Leitura: Mateus 25.14-30; II Timóteo 4.2; II Pedro 1.5-15; João 5.17 e 4.35.
A vida diária do obreiro cristão está relacionada intimamente com o seu trabalho. E, por essa razão, ao considerarmos as qualificações necessárias para o serviço cristão, precisamos levar em conta questões como disposição e conduta. A fim de estar preparado para o serviço espiritual, o homem deve ser dono não apenas de determinado lastro de experiência espiritual, mas igualmente de certo tipo de caráter. O caráter do obreiro deve condizer com o caráter da obra, e o desenvolvimento do caráter de uma pessoa não ocorre em um dia. Se um obreiro tiver de possuir aquelas qualidades necessárias para que seja útil ao Senhor, então é mister serem consideradas muitas questões práticas atinentes à sua vida diária. Terá ele de desfazer-se de hábitos antigos e de formar novos costumes, mediante a disciplina, e sua vida terá de ajustar-se fundamentalmente à obra, para que se harmonize com ela.

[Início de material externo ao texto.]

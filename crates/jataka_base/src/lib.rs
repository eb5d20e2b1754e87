//! Natal-chart astronomy: planetary longitudes, ascendant and equal
//! houses, nakshatra/sub-lord classification, and the Vimshottari dasha.
//!
//! Everything here is a pure function of its inputs: no I/O, no shared
//! mutable state, no process-wide lifecycle. Concurrent chart
//! computations for independent requests need no locking.
//!
//! Positions are first-order mean longitudes on the tropical zodiac (no
//! perturbation theory, no ayanamsha); see `jataka_time` for the Julian
//! Day axis they are computed on.

pub mod ascendant;
pub mod body;
pub mod dasha;
pub mod error;
pub mod houses;
pub mod nakshatra;
pub mod planets;
pub mod sign;
pub mod util;

pub use ascendant::{Ascendant, ascendant};
pub use body::{ALL_BODIES, Body};
pub use dasha::{
    DASHA_YEARS, DAYS_PER_YEAR, DashaPeriod, TOTAL_CYCLE_YEARS, VimshottariDasha, dasha_years,
    vimshottari_dasha,
};
pub use error::ChartError;
pub use houses::{HouseCusp, house_cusps, house_number};
pub use nakshatra::{
    ALL_NAKSHATRAS, LORD_CYCLE, NAKSHATRA_SPAN, Nakshatra, NakshatraInfo, PADA_SPAN, nakshatra_at,
    sub_lord,
};
pub use planets::{PlanetPositions, PlanetaryPosition, mean_longitude_deg, planet_positions};
pub use sign::{ALL_SIGNS, Sign, degree_in_sign};
pub use util::{normalize_360, round_to_precision};
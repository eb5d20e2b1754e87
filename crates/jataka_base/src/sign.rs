//! Tropical zodiac signs and degree-in-sign decomposition.
//!
//! The ecliptic circle is divided into 12 equal signs of 30 degrees each,
//! starting from Aries at 0 deg (the vernal equinox direction). This
//! engine is tropical-zodiac only; there is no ayanamsha correction.

use serde::{Serialize, Serializer};

use crate::util::normalize_360;

/// The 12 tropical signs starting from Aries.
#[derive(Debug, Clone, Copy, PartialEq, Eq, Hash)]
pub enum Sign {
    Aries,
    Taurus,
    Gemini,
    Cancer,
    Leo,
    Virgo,
    Libra,
    Scorpio,
    Sagittarius,
    Capricorn,
    Aquarius,
    Pisces,
}

/// All 12 signs in order (0 = Aries, 11 = Pisces).
pub const ALL_SIGNS: [Sign; 12] = [
    Sign::Aries,
    Sign::Taurus,
    Sign::Gemini,
    Sign::Cancer,
    Sign::Leo,
    Sign::Virgo,
    Sign::Libra,
    Sign::Scorpio,
    Sign::Sagittarius,
    Sign::Capricorn,
    Sign::Aquarius,
    Sign::Pisces,
];

impl Sign {
    /// English name of the sign.
    pub const fn name(self) -> &'static str {
        match self {
            Self::Aries => "Aries",
            Self::Taurus => "Taurus",
            Self::Gemini => "Gemini",
            Self::Cancer => "Cancer",
            Self::Leo => "Leo",
            Self::Virgo => "Virgo",
            Self::Libra => "Libra",
            Self::Scorpio => "Scorpio",
            Self::Sagittarius => "Sagittarius",
            Self::Capricorn => "Capricorn",
            Self::Aquarius => "Aquarius",
            Self::Pisces => "Pisces",
        }
    }

    /// 0-based index into ALL_SIGNS.
    pub const fn index(self) -> u8 {
        match self {
            Self::Aries => 0,
            Self::Taurus => 1,
            Self::Gemini => 2,
            Self::Cancer => 3,
            Self::Leo => 4,
            Self::Virgo => 5,
            Self::Libra => 6,
            Self::Scorpio => 7,
            Self::Sagittarius => 8,
            Self::Capricorn => 9,
            Self::Aquarius => 10,
            Self::Pisces => 11,
        }
    }

    /// Sign containing an ecliptic longitude: `floor(normalize(lon) / 30)`.
    pub fn from_longitude(lon_deg: f64) -> Self {
        let idx = (normalize_360(lon_deg) / 30.0).floor() as usize;
        // Guard the 360.0 float edge.
        ALL_SIGNS[idx.min(11)]
    }
}

impl std::fmt::Display for Sign {
    fn fmt(&self, f: &mut std::fmt::Formatter<'_>) -> std::fmt::Result {
        f.write_str(self.name())
    }
}

impl Serialize for Sign {
    /// Serializes as its 0-based index (the wire's `zodiac_sign` is an
    /// integer).
    fn serialize<S: Serializer>(&self, serializer: S) -> Result<S::Ok, S::Error> {
        serializer.serialize_u8(self.index())
    }
}

/// Decimal degrees within the sign, always in [0, 30).
pub fn degree_in_sign(lon_deg: f64) -> f64 {
    normalize_360(lon_deg) % 30.0
}
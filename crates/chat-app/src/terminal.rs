use std::collections::HashSet;
use std::fmt::Write as _;
use std::io::Write as _;
use std::path::Path;

use base64::Engine;
use base64::engine::general_purpose::STANDARD;
use polychat_chat::{ConversationStore, Message, MessageId, Role, StoreEvent};
use polychat_llm::{MODEL_CATEGORIES_ORDER, ModelDescriptor};
use tokio::sync::broadcast::error::RecvError;
use tokio::task::JoinHandle;

/// Turns store snapshots into incremental terminal output.
#[derive(Debug, Default)]
pub struct TranscriptRenderer {
    current: Option<MessageId>,
    printed: String,
    finished: HashSet<MessageId>,
}

impl TranscriptRenderer {
    pub fn reset(&mut self) -> String {
        self.current = None;
        self.printed.clear();
        self.finished.clear();
        "\n-- new conversation --\n".to_string()
    }

    /// Output for the latest state of `message`; empty when nothing changed visibly.
    pub fn render(&mut self, message: &Message) -> String {
        let mut out = String::new();
        if message.role == Role::User || self.finished.contains(&message.id) {
            return out;
        }

        if self.current != Some(message.id) {
            self.current = Some(message.id);
            self.printed.clear();
            let name = message
                .model
                .as_ref()
                .map(|model| model.display_name.as_str())
                .unwrap_or("model");
            let _ = write!(out, "\n[{name}] ");
        }

        if message.is_error {
            let _ = writeln!(out, "\nerror: {}", message.text);
            self.finish(message.id);
            return out;
        }

        if let Some(delta) = message.text.strip_prefix(self.printed.as_str()) {
            out.push_str(delta);
        } else {
            // Status lines replace each other instead of growing.
            let _ = write!(out, "\n{}", message.text);
        }
        self.printed.clone_from(&message.text);

        if !message.is_streaming {
            out.push('\n');
            if message.image_url.is_some() {
                out.push_str("  image: received\n");
            }
            if let Some(video_url) = &message.video_url {
                let _ = writeln!(out, "  video: {video_url}");
            }
            for (index, source) in message.sources.iter().enumerate() {
                let title = if source.title.is_empty() {
                    source.uri.as_str()
                } else {
                    source.title.as_str()
                };
                let _ = writeln!(out, "  [{}] {title} <{}>", index + 1, source.uri);
            }
            self.finish(message.id);
        }
        out
    }

    fn finish(&mut self, id: MessageId) {
        self.finished.insert(id);
        self.current = None;
        self.printed.clear();
    }
}

/// Prints store changes to stdout until the store's event channel closes.
pub fn spawn_renderer(store: ConversationStore) -> JoinHandle<()> {
    let mut events = store.subscribe();
    tokio::spawn(async move {
        let mut renderer = TranscriptRenderer::default();
        loop {
            let output = match events.recv().await {
                Ok(StoreEvent::Appended(id) | StoreEvent::Updated(id)) => store
                    .get(id)
                    .map(|message| renderer.render(&message))
                    .unwrap_or_default(),
                Ok(StoreEvent::Reset { .. }) => renderer.reset(),
                Err(RecvError::Lagged(skipped)) => {
                    tracing::debug!(skipped, "renderer lagged behind store events");
                    continue;
                }
                Err(RecvError::Closed) => break,
            };
            if output.is_empty() {
                continue;
            }
            let mut stdout = std::io::stdout().lock();
            let _ = stdout.write_all(output.as_bytes());
            let _ = stdout.flush();
        }
    })
}

/// Catalog listing grouped by category; the selected model is starred.
pub fn format_catalog(catalog: &[ModelDescriptor], selected: &str) -> String {
    let mut out = String::new();
    for category in MODEL_CATEGORIES_ORDER {
        let models = catalog
            .iter()
            .filter(|model| model.category == category)
            .collect::<Vec<_>>();
        if models.is_empty() {
            continue;
        }
        let _ = writeln!(out, "{category}");
        for model in models {
            let marker = if model.id == selected { '*' } else { ' ' };
            let attachments = if model.supports_attachment {
                " (attachments)"
            } else {
                ""
            };
            let _ = writeln!(
                out,
                " {marker} {:<24} {}{attachments}",
                model.id, model.display_name
            );
        }
    }
    out
}

/// Mime type for the attachment kinds the backends accept: images and PDF.
pub fn guess_mime_type(path: &Path) -> Option<&'static str> {
    let extension = path.extension()?.to_str()?.to_ascii_lowercase();
    match extension.as_str() {
        "png" => Some("image/png"),
        "jpg" | "jpeg" => Some("image/jpeg"),
        "webp" => Some("image/webp"),
        "gif" => Some("image/gif"),
        "heic" => Some("image/heic"),
        "pdf" => Some("application/pdf"),
        _ => None,
    }
}

/// Splits a `data:<mime>;base64,<payload>` URL.
pub fn decode_data_url(url: &str) -> Option<(String, Vec<u8>)> {
    let rest = url.strip_prefix("data:")?;
    let (header, payload) = rest.split_once(',')?;
    let mime_type = header.strip_suffix(";base64")?;
    let bytes = STANDARD.decode(payload).ok()?;
    Some((mime_type.to_string(), bytes))
}

#[cfg(test)]
mod tests {
    use polychat_chat::MessagePatch;
    use polychat_llm::{GroundingSource, default_catalog};

    use super::*;

    fn response(id: u64) -> Message {
        Message::response(MessageId::new(id))
    }

    #[test]
    fn streamed_text_prints_only_new_suffix() {
        let mut renderer = TranscriptRenderer::default();
        let mut message = response(2);
        message.apply(MessagePatch::new().streaming(true));

        assert_eq!(renderer.render(&message), "\n[model] ");
        message.apply(MessagePatch::new().text("Hel"));
        assert_eq!(renderer.render(&message), "Hel");
        message.apply(MessagePatch::new().text("Hello"));
        assert_eq!(renderer.render(&message), "lo");

        message.apply(
            MessagePatch::new()
                .streaming(false)
                .sources(vec![GroundingSource::new("https://a", "A")]),
        );
        assert_eq!(renderer.render(&message), "\n  [1] A <https://a>\n");
        assert_eq!(renderer.render(&message), "");
    }

    #[test]
    fn replaced_status_starts_a_new_line() {
        let mut renderer = TranscriptRenderer::default();
        let mut message = response(4);
        message.apply(MessagePatch::new().text("Initializing...").streaming(true));
        let _ = renderer.render(&message);

        message.apply(MessagePatch::new().text("Choreographing pixels..."));
        assert_eq!(renderer.render(&message), "\nChoreographing pixels...");
    }

    #[test]
    fn user_messages_are_not_echoed() {
        let mut renderer = TranscriptRenderer::default();
        let message = Message::user(MessageId::new(1), "hi", None);
        assert_eq!(renderer.render(&message), "");
    }

    #[test]
    fn error_is_printed_once() {
        let mut renderer = TranscriptRenderer::default();
        let mut message = response(6);
        message.apply(MessagePatch::failed("boom"));

        assert!(renderer.render(&message).ends_with("error: boom\n"));
        assert_eq!(renderer.render(&message), "");
    }

    #[test]
    fn attachment_mime_types_come_from_extension() {
        assert_eq!(guess_mime_type(Path::new("a/b/photo.JPG")), Some("image/jpeg"));
        assert_eq!(guess_mime_type(Path::new("report.pdf")), Some("application/pdf"));
        assert_eq!(guess_mime_type(Path::new("notes.txt")), None);
        assert_eq!(guess_mime_type(Path::new("no_extension")), None);
    }

    #[test]
    fn data_url_decodes_mime_and_bytes() {
        assert_eq!(
            decode_data_url("data:image/png;base64,AQID"),
            Some(("image/png".to_string(), vec![1_u8, 2, 3]))
        );
        assert_eq!(decode_data_url("https://example.com/a.png"), None);
    }

    #[test]
    fn catalog_marks_selection_and_groups_by_category() {
        let listing = format_catalog(&default_catalog(), "veo-3.1-fast");
        assert!(listing.starts_with("Text & Chat\n"));
        assert!(listing.contains(" * veo-3.1-fast"));
        assert!(listing.contains("Video Generation\n"));
    }
}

Há certos jovens que desde o início de sua vida cristã manifestam qualidades que nos levam a esperar que se tornem úteis servos de Cristo; por outro lado, existem aqueles que, embora não lhes faltem dons, cedo tropeçam pelo caminho e atraem opróbrio para o nome de Cristo. Pergunta-se, pois, como se explica o desenvolvimento tão variado das vidas dos obreiros cristãos? Seja-me permitido responder francamente que há certas características básicas na constituição de cada um que determinam se terão ou não valia para o Senhor. Um jovem pode exibir certas inclinações que parecem promissoras para o futuro; todavia, se determinadas qualidades fundamentais não estiverem presentes, certamente ele será um desapontamento para outros. Pode ter ele autêntico desejo de servir ao Senhor, mas falta-lhe a disposição de ser um verdadeiro servo. Jamais pudemos encontrar um obreiro cristão que fosse um bom obreiro, se porventura lhe faltasse o domínio-próprio necessário; e jamais conhecemos uma pessoa desobediente que se mostrasse um servo útil para o Senhor.

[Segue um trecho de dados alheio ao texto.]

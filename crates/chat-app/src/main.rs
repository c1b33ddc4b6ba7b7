use std::process::ExitCode;
use std::sync::Arc;

use polychat_chat::{
    ConversationStore, FileBlobStore, ImageRequestOrchestrator, RequestDispatcher,
    TextStreamOrchestrator, TokioScheduler, VideoJobOrchestrator,
};
use polychat_llm::{GeminiClient, SharedApiKey, create_text_backend, default_catalog, find_model};
use tokio::io::{AsyncBufReadExt, BufReader};
use tracing_subscriber::EnvFilter;

mod credentials;
mod repl;
mod settings;
mod terminal;

use credentials::TerminalCredentials;
use repl::{Flow, Session, parse_command};
use settings::SettingsStore;

const DEFAULT_LOG_FILTER: &str = "polychat=info";

#[tokio::main]
async fn main() -> ExitCode {
    tracing_subscriber::fmt()
        .with_env_filter(
            EnvFilter::try_from_default_env().unwrap_or_else(|_| EnvFilter::new(DEFAULT_LOG_FILTER)),
        )
        .with_writer(std::io::stderr)
        .init();

    let settings = Arc::new(SettingsStore::load());
    let current = settings.settings();
    tracing::info!(
        path = %settings.config_path().display(),
        text_provider = %current.text_provider,
        key_present = !current.api_key.is_empty(),
        "settings loaded"
    );

    let api_key = SharedApiKey::new(current.api_key.as_str());
    let gemini = Arc::new(GeminiClient::new(current.endpoint.as_str(), api_key.clone()));
    let text_backend = match create_text_backend(current.text_provider_config(), gemini.clone()) {
        Ok(backend) => backend,
        Err(error) => {
            tracing::error!(error = %error, stage = error.stage(), "failed to create text backend");
            eprintln!("polychat: {error}");
            return ExitCode::FAILURE;
        }
    };

    let (credentials, mut credential_prompts) = TerminalCredentials::new(api_key.clone());
    let blobs = FileBlobStore::new(current.artifact_dir.clone());
    let store = ConversationStore::new();
    let dispatcher = Arc::new(RequestDispatcher::new(
        store.clone(),
        TextStreamOrchestrator::new(text_backend, current.search_grounding),
        ImageRequestOrchestrator::new(gemini.clone(), current.image_aspect_ratio.as_str()),
        VideoJobOrchestrator::new(
            gemini,
            Arc::new(credentials),
            Arc::new(blobs.clone()),
            Arc::new(TokioScheduler),
            current.video_settings(),
        ),
    ));

    let catalog = default_catalog();
    let Some(model) = find_model(&catalog, &current.default_model).cloned() else {
        eprintln!("polychat: model catalog is empty");
        return ExitCode::FAILURE;
    };
    let renderer = terminal::spawn_renderer(store);
    let mut session = Session::new(
        dispatcher,
        catalog,
        model,
        Arc::clone(&settings),
        api_key.clone(),
        blobs,
    );

    println!("polychat: chatting with {}. /help for commands.", session.model().display_name);
    if !api_key.is_present() {
        println!("No API key configured. Set GEMINI_API_KEY or enter `/key <value>`.");
    }

    let mut lines = BufReader::new(tokio::io::stdin()).lines();
    loop {
        tokio::select! {
            line = lines.next_line() => match line {
                Ok(Some(line)) => {
                    if session.handle(parse_command(&line)).await == Flow::Quit {
                        break;
                    }
                }
                Ok(None) => break,
                Err(error) => {
                    tracing::error!(error = %error, "failed to read stdin");
                    break;
                }
            },
            Some(prompt) = credential_prompts.recv() => println!("\n{}", prompt.message()),
        }
    }

    renderer.abort();
    tracing::debug!("repl closed");
    ExitCode::SUCCESS
}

Há certas características sem as quais ninguém pode ser um obreiro cristão satisfatório, tornando-se necessário, desse modo, um processo de destruição e reedificação, a fim de que o Senhor possa obter obreiros que satisfaçam às Suas exigências. A dificuldade de muitos candidatos à obra do Senhor não consiste de ignorância ou falta de habilidades, mas reside no fato que o errado é o próprio indivíduo; há algo de fundamental que está ausente em sua constituição. Por conseguinte, é necessário que nos humilhemos perante Deus, submetendo-nos à disciplina própria, se aquilo que porventura estiver faltando em nosso caráter tiver de ser corrigido. Demoremo-nos um pouco em Sua presença, buscando descobrir algumas daquelas qualidades requeridas de todos quantos tiverem de servi-Lo de modo aceitável.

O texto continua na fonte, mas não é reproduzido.